Michael Wickens's picture
Affiliation: 
Cardiff Business School & University of York
Credentials: 
Professor of economics

Voting history

Post-Covid Fiscal Rules for the UK

Question 3: Which of the following variables should fiscal rules target to best improve the performance of the UK macroeconomic policy going forward.

Answer:
Public debt
Confidence level:
Extremely confident
Comment:
The only fiscal rule that is needed is that debt should be sustainable, meaning the public are willing to hold it. This entails tax financing permanent government expenditures, including debt service payments, and debt financing temporary expenditures, including investment and temporary shocks such as Covid. The sustainability of debt depends on fiscal deficits, the cost of borrowing, inflation and the rate of growth. To date, no government has shown any understanding of this.

Question 2: What impact has the sequence of fiscal rules adopted in the UK since 1997 had on the conduct of fiscal policy in the UK?

Answer:
Harmed
Confidence level:
Confident
Comment:
See answer to question 1

Question 1:  What impact has the sequence of fiscal rules adopted in the UK since 1997 had on the level of UK public debt? 

Answer:
No impact
Confidence level:
Confident
Comment:
Since 1997 UK governments have never systematically followed fiscal rules. Fiscal rules stabilised UK public debt until 2001 as the Labour government followed Conservative policies. Afterwards, Gordon Brown began to increase public expenditures and the debt-GDP ratio steadily but slowly increased. After this two crises led to the abandonment of any pretense at following fiscal rules. In 2008 the financial crisis led to the a huge explosion. Again in 2020 Covid led to a huge increase in debt. This has financed by printing money and zero interest rates. The Damacles Sword hanging over the current situation is the prospect of higher inflation, higher interest rates and higher debt service payments. This will make fiscal situation unsustainable.

ECB Monetary Policy and Catch-up Inflation

Question 2: Which of the following policies is the most desirable to meet the ECBs objective to achieve its mandate of “price stability” as you understand this term.

Answer:
Inflation targeting
Confidence level:
Confident
Comment:
The aim should be to smooth the expected future path of prices over the medium term but not to do this by sharply changing inflation in order to hit the price path and not to react to relative price changes that affect inflation in the short term. This means that targeting the price LEVEL and short term strict inflation targeting are the wrong choices.

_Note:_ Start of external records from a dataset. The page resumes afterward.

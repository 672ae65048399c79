//! Servizor Infrastructure Layer
pub mod keystone;
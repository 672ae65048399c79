mod catalog_port;

pub use catalog_port::CatalogPort;
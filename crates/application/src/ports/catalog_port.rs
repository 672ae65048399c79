use async_trait::async_trait;
use servizor_domain::{CatalogEndpoint, CatalogService, DomainError, Interface};

/// The remote service catalog being reconciled against.
///
/// Implementations report a missing resource as [`DomainError::RemoteNotFound`]
/// and every other failure as [`DomainError::Remote`].
#[async_trait]
pub trait CatalogPort: Send + Sync {
    /// Looks up the single service registered under `service_type`.
    /// More than one match is a [`DomainError::Remote`] error.
    async fn find_service(&self, service_type: &str) -> Result<CatalogService, DomainError>;

    async fn create_service(
        &self,
        name: &str,
        service_type: &str,
        description: Option<&str>,
    ) -> Result<CatalogService, DomainError>;

    async fn update_service(
        &self,
        service: &CatalogService,
        name: &str,
        description: Option<&str>,
    ) -> Result<CatalogService, DomainError>;

    async fn list_endpoints(
        &self,
        service_id: &str,
        region: &str,
        interface: Interface,
    ) -> Result<Vec<CatalogEndpoint>, DomainError>;

    async fn create_endpoint(
        &self,
        service_id: &str,
        url: &str,
        interface: Interface,
        region: &str,
    ) -> Result<CatalogEndpoint, DomainError>;

    async fn update_endpoint(
        &self,
        endpoint: &CatalogEndpoint,
        url: &str,
    ) -> Result<CatalogEndpoint, DomainError>;
}
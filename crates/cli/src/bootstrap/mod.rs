mod config;
mod logging;

pub use config::load_config;
pub use logging::{init_logging, Verbosity};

Question 1: To what extent do you agree with the following statement? “The European Central Bank should systematically allow for inflation to exceed its target to compensate for periods of below target inflation.”

Answer:
Disagree
Confidence level:
Confident
Comment:
Average inflation targeting is like having a growth path for prices. The latter has the merit of being more transparent for the public. Average inflation targeting is very vague. The advantages of both are that they smooth interest rates, have less output volatility than strict inflation targeting and when they look further ahead. The disadvantages of both are when a sharp correction is applied and the average is backward looking. The problem for inflation targeting is separating permanent changes in inflation (bad) from relative price adjustments which impact inflation in the short term (good). The aim should be to smooth price paths over the medium term.